_WHAT TO DO_
Look for the word "complete" in the material below, then report each line where it occurs.

# # # # # # #

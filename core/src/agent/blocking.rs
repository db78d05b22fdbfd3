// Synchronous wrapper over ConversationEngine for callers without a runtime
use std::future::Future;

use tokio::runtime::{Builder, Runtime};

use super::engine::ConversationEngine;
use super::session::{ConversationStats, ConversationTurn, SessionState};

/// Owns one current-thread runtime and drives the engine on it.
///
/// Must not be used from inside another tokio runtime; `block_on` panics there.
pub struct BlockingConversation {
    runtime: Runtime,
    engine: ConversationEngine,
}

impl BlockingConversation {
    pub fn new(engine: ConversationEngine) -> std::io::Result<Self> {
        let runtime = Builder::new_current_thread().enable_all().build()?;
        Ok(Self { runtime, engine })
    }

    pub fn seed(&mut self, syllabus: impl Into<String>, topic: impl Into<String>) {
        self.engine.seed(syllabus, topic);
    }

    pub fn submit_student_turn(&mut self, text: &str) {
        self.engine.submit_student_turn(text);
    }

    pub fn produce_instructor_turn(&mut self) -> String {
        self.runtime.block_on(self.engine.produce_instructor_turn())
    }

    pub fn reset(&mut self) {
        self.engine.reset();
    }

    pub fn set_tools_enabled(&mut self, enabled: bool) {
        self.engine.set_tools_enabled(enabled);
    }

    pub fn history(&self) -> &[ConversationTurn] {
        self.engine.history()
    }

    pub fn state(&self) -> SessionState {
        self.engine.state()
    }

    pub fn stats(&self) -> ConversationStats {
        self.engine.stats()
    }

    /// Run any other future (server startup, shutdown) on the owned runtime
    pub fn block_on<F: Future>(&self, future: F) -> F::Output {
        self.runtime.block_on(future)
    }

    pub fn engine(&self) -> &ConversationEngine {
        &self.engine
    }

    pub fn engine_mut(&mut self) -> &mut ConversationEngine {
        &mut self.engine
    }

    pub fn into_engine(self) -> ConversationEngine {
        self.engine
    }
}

# # # # # # #

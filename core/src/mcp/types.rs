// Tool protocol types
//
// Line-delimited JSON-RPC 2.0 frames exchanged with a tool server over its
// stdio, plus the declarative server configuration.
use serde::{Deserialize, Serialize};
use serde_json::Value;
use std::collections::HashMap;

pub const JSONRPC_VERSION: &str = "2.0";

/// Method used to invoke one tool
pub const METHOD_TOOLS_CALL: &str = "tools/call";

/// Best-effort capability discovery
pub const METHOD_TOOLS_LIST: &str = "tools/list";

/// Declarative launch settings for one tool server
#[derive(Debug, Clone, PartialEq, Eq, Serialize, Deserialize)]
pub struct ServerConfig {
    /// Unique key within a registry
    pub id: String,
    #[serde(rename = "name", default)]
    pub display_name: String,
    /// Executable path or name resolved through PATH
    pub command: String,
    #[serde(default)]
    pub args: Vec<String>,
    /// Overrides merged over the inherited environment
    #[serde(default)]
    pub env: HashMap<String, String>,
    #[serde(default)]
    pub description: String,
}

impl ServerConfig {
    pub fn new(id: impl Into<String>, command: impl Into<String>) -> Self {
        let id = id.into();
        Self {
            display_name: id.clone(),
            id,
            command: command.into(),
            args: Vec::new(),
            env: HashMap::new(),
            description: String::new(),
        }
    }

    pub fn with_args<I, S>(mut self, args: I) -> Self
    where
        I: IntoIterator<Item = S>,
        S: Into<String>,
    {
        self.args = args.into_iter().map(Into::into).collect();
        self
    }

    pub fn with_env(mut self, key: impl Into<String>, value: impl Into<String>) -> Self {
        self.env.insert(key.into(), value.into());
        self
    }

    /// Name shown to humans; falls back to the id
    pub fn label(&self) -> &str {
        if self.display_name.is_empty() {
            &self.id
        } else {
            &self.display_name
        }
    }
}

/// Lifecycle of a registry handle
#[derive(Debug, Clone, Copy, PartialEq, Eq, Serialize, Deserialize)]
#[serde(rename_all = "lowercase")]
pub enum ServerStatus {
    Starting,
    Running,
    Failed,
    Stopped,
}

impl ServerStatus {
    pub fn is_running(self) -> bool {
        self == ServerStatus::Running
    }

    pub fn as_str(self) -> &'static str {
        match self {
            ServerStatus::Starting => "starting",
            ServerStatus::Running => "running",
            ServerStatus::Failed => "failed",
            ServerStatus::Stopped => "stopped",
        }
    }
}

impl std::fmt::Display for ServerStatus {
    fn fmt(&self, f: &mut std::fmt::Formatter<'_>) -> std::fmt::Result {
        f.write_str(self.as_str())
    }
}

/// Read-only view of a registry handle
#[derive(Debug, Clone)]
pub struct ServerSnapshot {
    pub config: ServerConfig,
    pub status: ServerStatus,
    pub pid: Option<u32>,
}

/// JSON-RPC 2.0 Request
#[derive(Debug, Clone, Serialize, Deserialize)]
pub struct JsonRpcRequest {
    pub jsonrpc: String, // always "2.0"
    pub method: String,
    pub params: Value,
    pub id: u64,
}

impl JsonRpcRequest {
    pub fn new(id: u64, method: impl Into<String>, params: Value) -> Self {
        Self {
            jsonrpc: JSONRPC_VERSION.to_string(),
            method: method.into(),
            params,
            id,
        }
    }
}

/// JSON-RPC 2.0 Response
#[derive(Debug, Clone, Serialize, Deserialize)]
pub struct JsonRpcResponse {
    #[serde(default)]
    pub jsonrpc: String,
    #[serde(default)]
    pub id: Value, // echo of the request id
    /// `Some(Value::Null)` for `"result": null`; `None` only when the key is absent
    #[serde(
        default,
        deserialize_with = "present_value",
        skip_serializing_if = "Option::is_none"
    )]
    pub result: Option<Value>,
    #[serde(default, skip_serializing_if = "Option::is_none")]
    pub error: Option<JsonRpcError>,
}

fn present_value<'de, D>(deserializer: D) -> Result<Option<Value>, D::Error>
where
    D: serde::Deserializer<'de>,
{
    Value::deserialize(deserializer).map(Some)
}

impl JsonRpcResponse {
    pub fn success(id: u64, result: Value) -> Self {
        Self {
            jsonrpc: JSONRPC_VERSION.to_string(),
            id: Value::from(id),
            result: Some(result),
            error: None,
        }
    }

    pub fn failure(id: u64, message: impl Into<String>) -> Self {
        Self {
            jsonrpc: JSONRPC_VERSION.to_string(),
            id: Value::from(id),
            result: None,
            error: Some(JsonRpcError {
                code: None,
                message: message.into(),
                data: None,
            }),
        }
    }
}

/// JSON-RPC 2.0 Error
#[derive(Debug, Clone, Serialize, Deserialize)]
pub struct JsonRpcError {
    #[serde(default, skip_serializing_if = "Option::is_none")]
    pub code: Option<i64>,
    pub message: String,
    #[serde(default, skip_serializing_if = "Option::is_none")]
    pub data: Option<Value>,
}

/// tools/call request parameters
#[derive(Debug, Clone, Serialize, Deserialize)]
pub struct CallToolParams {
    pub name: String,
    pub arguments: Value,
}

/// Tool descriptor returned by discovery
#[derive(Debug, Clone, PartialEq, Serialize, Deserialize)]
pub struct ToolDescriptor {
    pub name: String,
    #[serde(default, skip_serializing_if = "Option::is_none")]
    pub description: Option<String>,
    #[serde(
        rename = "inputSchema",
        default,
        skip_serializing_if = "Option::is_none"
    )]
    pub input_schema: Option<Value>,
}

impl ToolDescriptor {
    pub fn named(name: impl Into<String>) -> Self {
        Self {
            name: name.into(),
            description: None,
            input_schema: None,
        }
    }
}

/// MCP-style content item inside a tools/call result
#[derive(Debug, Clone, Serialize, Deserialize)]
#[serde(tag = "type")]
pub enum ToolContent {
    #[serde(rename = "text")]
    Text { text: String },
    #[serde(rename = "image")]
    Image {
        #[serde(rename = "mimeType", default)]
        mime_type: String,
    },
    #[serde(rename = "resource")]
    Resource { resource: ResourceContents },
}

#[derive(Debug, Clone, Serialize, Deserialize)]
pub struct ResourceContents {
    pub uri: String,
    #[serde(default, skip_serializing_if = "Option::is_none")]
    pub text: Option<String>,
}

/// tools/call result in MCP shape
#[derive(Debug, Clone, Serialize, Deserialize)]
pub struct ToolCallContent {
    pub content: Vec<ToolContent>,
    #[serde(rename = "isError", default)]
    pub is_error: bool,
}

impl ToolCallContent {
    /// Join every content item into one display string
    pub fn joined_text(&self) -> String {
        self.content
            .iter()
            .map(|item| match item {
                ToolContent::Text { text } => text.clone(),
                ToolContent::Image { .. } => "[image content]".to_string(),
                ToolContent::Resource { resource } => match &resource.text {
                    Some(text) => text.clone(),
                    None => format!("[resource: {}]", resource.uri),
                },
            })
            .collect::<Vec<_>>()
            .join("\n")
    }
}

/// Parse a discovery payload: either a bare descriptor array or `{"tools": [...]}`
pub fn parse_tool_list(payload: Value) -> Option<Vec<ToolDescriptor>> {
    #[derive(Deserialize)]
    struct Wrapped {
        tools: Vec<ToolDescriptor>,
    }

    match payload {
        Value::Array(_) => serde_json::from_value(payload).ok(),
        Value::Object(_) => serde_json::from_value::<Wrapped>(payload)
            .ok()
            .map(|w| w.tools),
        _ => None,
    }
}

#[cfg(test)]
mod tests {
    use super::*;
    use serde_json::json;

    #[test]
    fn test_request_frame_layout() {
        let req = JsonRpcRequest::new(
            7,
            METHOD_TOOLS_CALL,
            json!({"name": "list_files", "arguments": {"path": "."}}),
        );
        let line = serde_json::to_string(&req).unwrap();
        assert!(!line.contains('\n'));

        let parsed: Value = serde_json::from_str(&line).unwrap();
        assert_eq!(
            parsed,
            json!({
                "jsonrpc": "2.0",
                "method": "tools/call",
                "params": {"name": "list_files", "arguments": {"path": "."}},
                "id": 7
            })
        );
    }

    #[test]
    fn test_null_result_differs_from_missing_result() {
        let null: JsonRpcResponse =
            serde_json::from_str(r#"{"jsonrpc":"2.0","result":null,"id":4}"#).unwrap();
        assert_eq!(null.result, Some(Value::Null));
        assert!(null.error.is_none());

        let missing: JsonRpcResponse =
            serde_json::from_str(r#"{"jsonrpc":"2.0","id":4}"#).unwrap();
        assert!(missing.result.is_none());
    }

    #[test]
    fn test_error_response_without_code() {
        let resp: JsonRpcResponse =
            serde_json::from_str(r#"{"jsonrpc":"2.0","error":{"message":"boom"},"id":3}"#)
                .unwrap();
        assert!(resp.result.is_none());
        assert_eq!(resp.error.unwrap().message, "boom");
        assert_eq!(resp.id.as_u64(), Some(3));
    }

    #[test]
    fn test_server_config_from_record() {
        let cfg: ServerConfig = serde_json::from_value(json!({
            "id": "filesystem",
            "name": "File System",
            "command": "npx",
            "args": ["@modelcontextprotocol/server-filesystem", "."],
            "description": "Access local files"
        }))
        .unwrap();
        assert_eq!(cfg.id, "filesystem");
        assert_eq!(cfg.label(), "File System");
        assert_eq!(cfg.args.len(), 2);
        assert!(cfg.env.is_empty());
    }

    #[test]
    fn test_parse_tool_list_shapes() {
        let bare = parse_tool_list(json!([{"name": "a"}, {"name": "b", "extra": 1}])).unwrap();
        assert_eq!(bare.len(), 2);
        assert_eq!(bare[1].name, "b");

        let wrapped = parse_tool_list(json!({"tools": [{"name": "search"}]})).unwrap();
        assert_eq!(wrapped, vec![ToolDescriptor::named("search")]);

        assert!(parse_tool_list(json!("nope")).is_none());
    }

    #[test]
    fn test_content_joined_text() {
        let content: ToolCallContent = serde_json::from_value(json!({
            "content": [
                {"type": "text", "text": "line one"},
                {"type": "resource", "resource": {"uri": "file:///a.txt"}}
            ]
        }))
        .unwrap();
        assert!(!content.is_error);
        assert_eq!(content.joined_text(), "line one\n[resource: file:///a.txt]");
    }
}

# # # # # # #

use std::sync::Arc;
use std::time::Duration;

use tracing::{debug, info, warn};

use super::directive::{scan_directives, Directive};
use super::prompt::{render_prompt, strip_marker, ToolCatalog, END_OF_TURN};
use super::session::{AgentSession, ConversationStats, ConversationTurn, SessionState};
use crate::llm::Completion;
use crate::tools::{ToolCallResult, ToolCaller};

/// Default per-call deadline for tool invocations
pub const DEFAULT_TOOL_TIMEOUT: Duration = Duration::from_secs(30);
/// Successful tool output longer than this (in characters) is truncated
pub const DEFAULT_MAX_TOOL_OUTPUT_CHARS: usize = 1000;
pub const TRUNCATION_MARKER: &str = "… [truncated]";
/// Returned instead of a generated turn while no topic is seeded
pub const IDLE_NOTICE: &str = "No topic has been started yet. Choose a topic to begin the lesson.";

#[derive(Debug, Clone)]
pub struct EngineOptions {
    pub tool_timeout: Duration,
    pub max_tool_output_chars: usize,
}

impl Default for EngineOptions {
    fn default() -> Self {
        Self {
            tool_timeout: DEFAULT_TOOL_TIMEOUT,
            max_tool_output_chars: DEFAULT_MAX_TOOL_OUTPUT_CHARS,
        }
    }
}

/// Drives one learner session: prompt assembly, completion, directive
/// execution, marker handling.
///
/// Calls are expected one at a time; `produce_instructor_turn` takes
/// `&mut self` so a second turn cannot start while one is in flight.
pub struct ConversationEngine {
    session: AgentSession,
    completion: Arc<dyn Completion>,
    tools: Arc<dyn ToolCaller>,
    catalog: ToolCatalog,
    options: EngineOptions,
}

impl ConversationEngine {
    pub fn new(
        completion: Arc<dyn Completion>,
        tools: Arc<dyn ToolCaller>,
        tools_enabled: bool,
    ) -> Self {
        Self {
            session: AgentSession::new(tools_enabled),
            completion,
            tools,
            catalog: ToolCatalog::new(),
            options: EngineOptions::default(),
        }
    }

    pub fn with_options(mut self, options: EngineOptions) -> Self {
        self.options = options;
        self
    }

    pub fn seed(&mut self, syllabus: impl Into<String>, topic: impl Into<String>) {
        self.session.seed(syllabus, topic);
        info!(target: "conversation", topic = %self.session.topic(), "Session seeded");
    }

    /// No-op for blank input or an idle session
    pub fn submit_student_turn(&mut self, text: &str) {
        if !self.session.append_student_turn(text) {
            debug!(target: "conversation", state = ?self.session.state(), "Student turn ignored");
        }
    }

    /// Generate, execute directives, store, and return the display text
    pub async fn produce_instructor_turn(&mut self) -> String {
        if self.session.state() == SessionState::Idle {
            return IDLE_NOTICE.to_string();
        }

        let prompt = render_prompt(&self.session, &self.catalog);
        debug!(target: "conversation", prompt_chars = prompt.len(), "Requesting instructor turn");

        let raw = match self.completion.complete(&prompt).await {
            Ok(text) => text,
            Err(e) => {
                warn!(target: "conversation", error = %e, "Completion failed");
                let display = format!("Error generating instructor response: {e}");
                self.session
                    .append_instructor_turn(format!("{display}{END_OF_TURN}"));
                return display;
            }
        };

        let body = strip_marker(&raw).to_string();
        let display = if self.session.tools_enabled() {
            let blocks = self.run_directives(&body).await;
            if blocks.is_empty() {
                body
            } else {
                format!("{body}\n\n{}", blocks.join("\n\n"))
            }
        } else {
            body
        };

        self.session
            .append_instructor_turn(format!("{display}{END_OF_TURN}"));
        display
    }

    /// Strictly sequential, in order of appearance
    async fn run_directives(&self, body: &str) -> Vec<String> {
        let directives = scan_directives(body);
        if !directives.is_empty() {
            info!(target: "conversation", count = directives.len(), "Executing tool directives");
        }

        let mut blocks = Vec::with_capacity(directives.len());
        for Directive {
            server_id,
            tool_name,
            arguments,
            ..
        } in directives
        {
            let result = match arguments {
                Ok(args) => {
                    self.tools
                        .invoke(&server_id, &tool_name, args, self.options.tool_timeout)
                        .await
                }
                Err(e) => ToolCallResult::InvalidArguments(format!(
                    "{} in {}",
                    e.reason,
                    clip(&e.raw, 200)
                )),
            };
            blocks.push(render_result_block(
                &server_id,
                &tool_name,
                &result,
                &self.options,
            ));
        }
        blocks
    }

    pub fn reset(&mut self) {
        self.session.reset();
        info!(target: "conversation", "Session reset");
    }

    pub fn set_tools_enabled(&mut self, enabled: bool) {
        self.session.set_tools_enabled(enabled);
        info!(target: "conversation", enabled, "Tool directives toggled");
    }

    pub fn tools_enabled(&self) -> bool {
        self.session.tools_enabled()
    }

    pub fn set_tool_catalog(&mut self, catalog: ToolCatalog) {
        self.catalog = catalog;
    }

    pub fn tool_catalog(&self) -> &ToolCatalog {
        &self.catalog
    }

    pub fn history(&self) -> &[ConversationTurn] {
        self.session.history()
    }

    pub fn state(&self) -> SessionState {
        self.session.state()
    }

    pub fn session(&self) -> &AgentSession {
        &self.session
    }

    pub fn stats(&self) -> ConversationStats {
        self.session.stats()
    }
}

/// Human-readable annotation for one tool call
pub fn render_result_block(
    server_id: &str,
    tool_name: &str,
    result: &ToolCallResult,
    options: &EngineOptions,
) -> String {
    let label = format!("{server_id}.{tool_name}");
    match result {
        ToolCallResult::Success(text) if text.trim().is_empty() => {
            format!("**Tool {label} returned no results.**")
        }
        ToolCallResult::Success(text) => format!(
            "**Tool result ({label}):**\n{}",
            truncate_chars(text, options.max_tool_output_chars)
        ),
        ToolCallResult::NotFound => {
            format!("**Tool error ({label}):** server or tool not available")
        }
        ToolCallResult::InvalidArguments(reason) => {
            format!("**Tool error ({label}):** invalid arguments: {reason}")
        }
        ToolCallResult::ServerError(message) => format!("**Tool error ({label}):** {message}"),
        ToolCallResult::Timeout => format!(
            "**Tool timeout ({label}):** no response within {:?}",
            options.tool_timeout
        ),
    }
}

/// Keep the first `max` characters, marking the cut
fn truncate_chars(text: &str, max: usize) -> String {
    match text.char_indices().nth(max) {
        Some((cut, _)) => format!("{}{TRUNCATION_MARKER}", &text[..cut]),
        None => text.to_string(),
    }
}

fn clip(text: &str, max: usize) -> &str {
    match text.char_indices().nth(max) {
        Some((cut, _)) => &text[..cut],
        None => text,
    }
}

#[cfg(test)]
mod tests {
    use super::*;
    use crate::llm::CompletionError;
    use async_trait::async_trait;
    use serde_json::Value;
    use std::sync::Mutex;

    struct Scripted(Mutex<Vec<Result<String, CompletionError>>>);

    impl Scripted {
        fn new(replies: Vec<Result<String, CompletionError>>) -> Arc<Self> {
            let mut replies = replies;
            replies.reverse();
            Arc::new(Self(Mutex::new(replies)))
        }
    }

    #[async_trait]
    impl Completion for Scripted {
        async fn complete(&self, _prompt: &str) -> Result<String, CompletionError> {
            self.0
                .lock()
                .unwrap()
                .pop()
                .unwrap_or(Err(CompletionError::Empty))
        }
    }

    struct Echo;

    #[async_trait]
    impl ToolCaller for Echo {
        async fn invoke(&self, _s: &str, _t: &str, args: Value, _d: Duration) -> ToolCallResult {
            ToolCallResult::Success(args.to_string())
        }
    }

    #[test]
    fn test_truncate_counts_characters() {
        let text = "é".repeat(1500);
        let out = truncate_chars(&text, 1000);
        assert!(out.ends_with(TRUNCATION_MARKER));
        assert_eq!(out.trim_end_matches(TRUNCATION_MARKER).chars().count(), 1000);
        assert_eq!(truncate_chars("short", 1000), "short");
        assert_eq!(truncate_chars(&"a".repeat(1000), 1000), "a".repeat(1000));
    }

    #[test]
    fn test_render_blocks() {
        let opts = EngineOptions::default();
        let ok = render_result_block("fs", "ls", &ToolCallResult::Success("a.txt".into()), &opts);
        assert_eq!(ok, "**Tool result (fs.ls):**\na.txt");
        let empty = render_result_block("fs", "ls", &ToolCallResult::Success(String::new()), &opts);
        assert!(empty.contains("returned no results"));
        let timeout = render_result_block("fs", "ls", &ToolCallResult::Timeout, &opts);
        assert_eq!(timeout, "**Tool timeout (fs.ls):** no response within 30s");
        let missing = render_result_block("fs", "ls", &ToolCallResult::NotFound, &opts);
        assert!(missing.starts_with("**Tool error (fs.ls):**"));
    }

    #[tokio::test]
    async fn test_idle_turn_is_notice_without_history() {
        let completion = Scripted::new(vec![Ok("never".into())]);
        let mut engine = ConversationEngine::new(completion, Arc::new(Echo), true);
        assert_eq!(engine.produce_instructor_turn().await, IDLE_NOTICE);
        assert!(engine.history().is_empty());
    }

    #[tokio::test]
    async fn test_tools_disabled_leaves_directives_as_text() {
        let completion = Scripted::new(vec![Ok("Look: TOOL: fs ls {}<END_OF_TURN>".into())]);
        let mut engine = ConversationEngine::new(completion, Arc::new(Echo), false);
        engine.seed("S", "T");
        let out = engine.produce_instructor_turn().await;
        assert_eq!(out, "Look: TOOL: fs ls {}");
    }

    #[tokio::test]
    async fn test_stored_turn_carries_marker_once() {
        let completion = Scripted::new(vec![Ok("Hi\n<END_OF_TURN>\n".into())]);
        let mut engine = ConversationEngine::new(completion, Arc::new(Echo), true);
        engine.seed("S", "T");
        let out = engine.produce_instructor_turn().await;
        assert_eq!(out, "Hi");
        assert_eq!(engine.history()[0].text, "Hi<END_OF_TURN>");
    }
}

# # # # # # #

_PROBLEM SOLUTION_
        let raw = match self.completion.complete(&prompt).await {
        async fn complete(&self, _prompt: &str) -> Result<String, CompletionError> {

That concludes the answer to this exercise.